Boston: So Gay?
As anyone who’s hung around a group of high schoolers recently can testify, “so gay” is usually a term to describe something lame. As in, “that human interest piece about RVs on A1 of the Globe was so gay.”
Armo Worldwide has put up posters that celebrate several American destinations as “so gay” on London’s Underground, but as the poster points out, we’re the only place that gay couples can get married.
According to Armo’s Web site, it floated the so gay campaign to “several US Tourism Boards” late last year and that the company “received a very positive response.” Cities then paid a fee to be featured on the posters at a cost Armo says is much less expensive than launching a campaign on their own.

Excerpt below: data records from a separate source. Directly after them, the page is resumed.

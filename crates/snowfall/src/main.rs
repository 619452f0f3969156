use std::time::{Duration, Instant};

use clap::Parser;
use crossterm::event::{self, Event, KeyCode, KeyEvent, KeyEventKind, KeyModifiers};
use log::info;
use ratatui::{
    DefaultTerminal, Frame,
    layout::{Constraint, Layout},
    style::Stylize,
    text::Line,
};
use snowfall_config::Settings;
use snowfall_core::{Rgba, SnowfallConfig, Sprite, SurfaceSize};
use snowfall_engine::{AnimationScheduler, Canvas, DrawPass};

mod cli;
mod logging;
mod widget;

use crate::cli::Cli;
use crate::widget::CanvasWidget;

/// Longest wait for input while an update tick is out on the worker.
const IN_FLIGHT_POLL: Duration = Duration::from_millis(2);

fn main() -> color_eyre::Result<()> {
    color_eyre::install()?;
    let cli = Cli::parse();
    if let Some(path) = logging::init(cli.verbose)? {
        info!("logging to {}", path.display());
    }

    let mut settings = Settings::load(cli.config.as_deref())?;
    cli.apply(&mut settings);
    let config = settings.resolve()?;

    let terminal = ratatui::init();
    let result = App::new(config, &settings).run(terminal);
    ratatui::restore();
    result
}

/// The terminal host: owns the render context and the canvas the scheduler
/// paints into.
#[derive(Debug)]
pub struct App {
    /// Is the application running?
    running: bool,
    scheduler: AnimationScheduler,
    canvas: Canvas,
    /// Minimum time between draw passes.
    frame_interval: Duration,
    last_draw: Option<Instant>,
    /// Terminal contents are out of date.
    needs_render: bool,
    /// Hidden by the user with `h`.
    hidden: bool,
    /// Sprite used by `s`.
    sprite: Sprite,
    color: Rgba,
}

impl App {
    /// Construct a new instance of [`App`].
    pub fn new(config: SnowfallConfig, settings: &Settings) -> Self {
        Self {
            running: false,
            scheduler: AnimationScheduler::new(config),
            canvas: Canvas::new(SurfaceSize::default()),
            frame_interval: settings.frame_interval(),
            last_draw: None,
            needs_render: true,
            hidden: false,
            sprite: settings.sprites.first().copied().unwrap_or_default(),
            color: settings.rgba(),
        }
    }

    /// Run the application's main loop.
    pub fn run(mut self, mut terminal: DefaultTerminal) -> color_eyre::Result<()> {
        self.running = true;
        self.scheduler.on_attach()?;
        let size = terminal.size()?;
        self.resize(size.width, size.height)?;

        while self.running {
            self.scheduler.poll();
            if self.frame_due() && self.scheduler.draw(&mut self.canvas) != DrawPass::Skipped {
                self.last_draw = Some(Instant::now());
                self.needs_render = true;
            }
            if self.needs_render {
                terminal.draw(|frame| self.render(frame))?;
                self.needs_render = false;
            }
            self.handle_crossterm_events()?;
        }

        self.scheduler.on_detach();
        Ok(())
    }

    /// Whether enough time passed since the last draw pass.
    fn frame_due(&self) -> bool {
        self.last_draw
            .is_none_or(|last| last.elapsed() >= self.frame_interval)
    }

    /// How long to wait for input before looking at the scheduler again.
    fn poll_timeout(&self) -> Duration {
        if self.scheduler.is_update_in_flight() {
            return IN_FLIGHT_POLL;
        }
        if !self.scheduler.is_redraw_requested() {
            return self.frame_interval;
        }
        let elapsed = self.last_draw.map_or(self.frame_interval, |last| last.elapsed());
        self.frame_interval
            .saturating_sub(elapsed)
            .max(Duration::from_millis(1))
    }

    /// The snow surface covers every row but the help line, two pixels per row.
    fn resize(&mut self, width: u16, height: u16) -> color_eyre::Result<()> {
        let size = SurfaceSize::new(u32::from(width), u32::from(height.saturating_sub(1)) * 2);
        self.canvas = Canvas::new(size);
        self.scheduler.on_resize(size.width, size.height)?;
        self.needs_render = true;
        Ok(())
    }

    /// Renders the user interface.
    fn render(&mut self, frame: &mut Frame) {
        let [snow_area, help_area] =
            Layout::vertical([Constraint::Fill(1), Constraint::Length(1)]).areas(frame.area());

        if !self.hidden && self.scheduler.is_surface_visible() {
            frame.render_widget(CanvasWidget::new(&self.canvas), snow_area);
        }

        let status = if self.scheduler.is_falling() {
            "falling"
        } else {
            "paused"
        };
        let help = Line::from(vec![
            "q".bold().cyan(),
            " quit  ".dark_gray(),
            "space".bold().cyan(),
            " pause  ".dark_gray(),
            "h".bold().cyan(),
            " hide  ".dark_gray(),
            "s".bold().cyan(),
            format!(" sprite ({})  ", self.sprite.name()).dark_gray(),
            "a".bold().cyan(),
            " all sprites  ".dark_gray(),
            status.into(),
        ])
        .centered();
        frame.render_widget(help, help_area);
    }

    /// Reads the crossterm events and updates the state of [`App`].
    fn handle_crossterm_events(&mut self) -> color_eyre::Result<()> {
        if event::poll(self.poll_timeout())? {
            match event::read()? {
                Event::Key(key) if key.kind == KeyEventKind::Press => self.on_key_event(key)?,
                Event::Resize(width, height) => self.resize(width, height)?,
                _ => {}
            }
        }
        Ok(())
    }

    /// Handles the key events and updates the state of [`App`].
    fn on_key_event(&mut self, key: KeyEvent) -> color_eyre::Result<()> {
        match (key.modifiers, key.code) {
            (_, KeyCode::Esc | KeyCode::Char('q'))
            | (KeyModifiers::CONTROL, KeyCode::Char('c') | KeyCode::Char('C')) => self.quit(),
            (_, KeyCode::Char(' ')) => self.toggle_falling(),
            (_, KeyCode::Char('h')) => self.toggle_hidden(),
            (_, KeyCode::Char('s')) => self.cycle_sprite()?,
            (_, KeyCode::Char('a')) => self.use_all_sprites()?,
            _ => {}
        }
        self.needs_render = true;
        Ok(())
    }

    /// Pause or resume the flakes without resetting them.
    fn toggle_falling(&mut self) {
        if self.scheduler.is_falling() {
            self.scheduler.stop_falling();
        } else {
            self.scheduler.restart_falling();
        }
    }

    /// Hide the snow (restarting it from the top) or show it again.
    fn toggle_hidden(&mut self) {
        self.hidden = !self.hidden;
        if self.hidden {
            self.scheduler.on_hidden();
        } else {
            self.scheduler.on_shown();
        }
    }

    /// Switch new flakes to the next sprite.
    fn cycle_sprite(&mut self) -> color_eyre::Result<()> {
        self.sprite = self.sprite.next();
        self.scheduler.set_image(self.sprite.image(self.color)?)?;
        Ok(())
    }

    /// Put every built-in sprite in the image pool.
    fn use_all_sprites(&mut self) -> color_eyre::Result<()> {
        let images = Sprite::ALL
            .iter()
            .map(|sprite| sprite.image(self.color))
            .collect::<Result<Vec<_>, _>>()?;
        self.scheduler.set_images(images)?;
        Ok(())
    }

    /// Set running to false to quit the application.
    fn quit(&mut self) {
        self.running = false;
    }
}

In Massachusetts, where tourism officials and politicians are salivating over the estimated $111 million non-resident gay couples may bring into the local economy if they’re allowed to marry, this is a good thing. But in conservative South Carolina, the ad campaign that celebrates the state’s rich history and “gay beaches” has sparked a furor.

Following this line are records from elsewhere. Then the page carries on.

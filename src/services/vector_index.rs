//! Qdrant vector index client.
//!
//! Thin REST adapter over the points search API. Hits come back with both
//! the stored payload and the raw vector; the raw vector is required by the
//! neural ranker, so `with_vector` is always requested.

use std::error::Error;
use std::fmt;
use std::time::Duration;

use reqwest::Client;
use serde::{Deserialize, Serialize};

#[derive(Debug)]
pub enum IndexError {
    HttpError(reqwest::Error),
    ResponseError(String),
}

impl fmt::Display for IndexError {
    fn fmt(&self, f: &mut fmt::Formatter<'_>) -> fmt::Result {
        match self {
            IndexError::HttpError(err) => write!(f, "Vector index HTTP error: {}", err),
            IndexError::ResponseError(msg) => write!(f, "Vector index response error: {}", msg),
        }
    }
}

impl Error for IndexError {}

impl From<reqwest::Error> for IndexError {
    fn from(err: reqwest::Error) -> Self {
        IndexError::HttpError(err)
    }
}

/// Equality filter against a payload field.
#[derive(Debug, Clone)]
pub struct PayloadFilter {
    pub key: String,
    pub value: serde_json::Value,
}

impl PayloadFilter {
    pub fn equals(key: &str, value: &str) -> Self {
        Self {
            key: key.to_string(),
            value: serde_json::Value::String(value.to_string()),
        }
    }
}

#[derive(Debug, Serialize)]
struct SearchRequest {
    vector: Vec<f32>,
    limit: usize,
    #[serde(skip_serializing_if = "Option::is_none")]
    filter: Option<WireFilter>,
    with_payload: bool,
    with_vector: bool,
}

#[derive(Debug, Serialize)]
struct WireFilter {
    must: Vec<WireCondition>,
}

#[derive(Debug, Serialize)]
struct WireCondition {
    key: String,
    #[serde(rename = "match")]
    match_value: WireMatch,
}

#[derive(Debug, Serialize)]
struct WireMatch {
    value: serde_json::Value,
}

#[derive(Debug, Deserialize)]
struct SearchResponse {
    result: Vec<ScoredPoint>,
}

#[derive(Debug, Deserialize)]
struct ScoredPoint {
    id: serde_json::Value,
    score: f32,
    payload: Option<serde_json::Value>,
    vector: Option<Vec<f32>>,
}

/// One search hit: id, stored payload, raw vector, cosine similarity.
#[derive(Debug, Clone)]
pub struct VectorHit {
    pub id: String,
    pub payload: serde_json::Value,
    pub vector: Vec<f32>,
    pub similarity_score: f32,
}

#[derive(Clone)]
pub struct QdrantClient {
    client: Client,
    base_url: String,
    api_key: Option<String>,
    collection: String,
}

impl QdrantClient {
    pub fn new(
        base_url: &str,
        api_key: Option<String>,
        collection: &str,
    ) -> Result<Self, IndexError> {
        let client = Client::builder()
            .timeout(Duration::from_secs(10))
            .build()?;

        Ok(Self {
            client,
            base_url: base_url.trim_end_matches('/').to_string(),
            api_key,
            collection: collection.to_string(),
        })
    }

    /// Top-k cosine search. The index may return fewer than `limit` hits;
    /// an empty result is not an error.
    pub async fn search(
        &self,
        query_vector: &[f32],
        limit: usize,
        filter: Option<&PayloadFilter>,
    ) -> Result<Vec<VectorHit>, IndexError> {
        let url = format!(
            "{}/collections/{}/points/search",
            self.base_url, self.collection
        );

        let request = SearchRequest {
            vector: query_vector.to_vec(),
            limit,
            filter: filter.map(|f| WireFilter {
                must: vec![WireCondition {
                    key: f.key.clone(),
                    match_value: WireMatch {
                        value: f.value.clone(),
                    },
                }],
            }),
            with_payload: true,
            with_vector: true,
        };

        let mut builder = self.client.post(&url).json(&request);
        if let Some(key) = &self.api_key {
            builder = builder.header("api-key", key.as_str());
        }

        let response = builder.send().await?;
        let status = response.status();
        if !status.is_success() {
            let body = response
                .text()
                .await
                .unwrap_or_else(|_| "Unknown error".to_string());
            return Err(IndexError::ResponseError(format!(
                "Search request failed with status {}: {}",
                status, body
            )));
        }

        let parsed: SearchResponse = response
            .json()
            .await
            .map_err(|e| IndexError::ResponseError(format!("Failed to parse response: {}", e)))?;

        let hits = parsed
            .result
            .into_iter()
            .map(|point| VectorHit {
                id: point_id_string(&point.id),
                payload: point.payload.unwrap_or(serde_json::Value::Null),
                vector: point.vector.unwrap_or_default(),
                similarity_score: point.score,
            })
            .collect();

        Ok(hits)
    }
}

fn point_id_string(id: &serde_json::Value) -> String {
    match id {
        serde_json::Value::String(s) => s.clone(),
        other => other.to_string(),
    }
}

Joel Sawyer, spokesman for Gov. Mark Sanford, said using tax money to support a social or political agenda is inappropriate.“Our state tourism dollars should be talking about the beaches and attractions of South Carolina,” Sawyer said.
The campaign does celebrate the beaches and attractions. In fact, one could describe the Palmetto State’s reaction to their inadvertent ad campaign as so gay.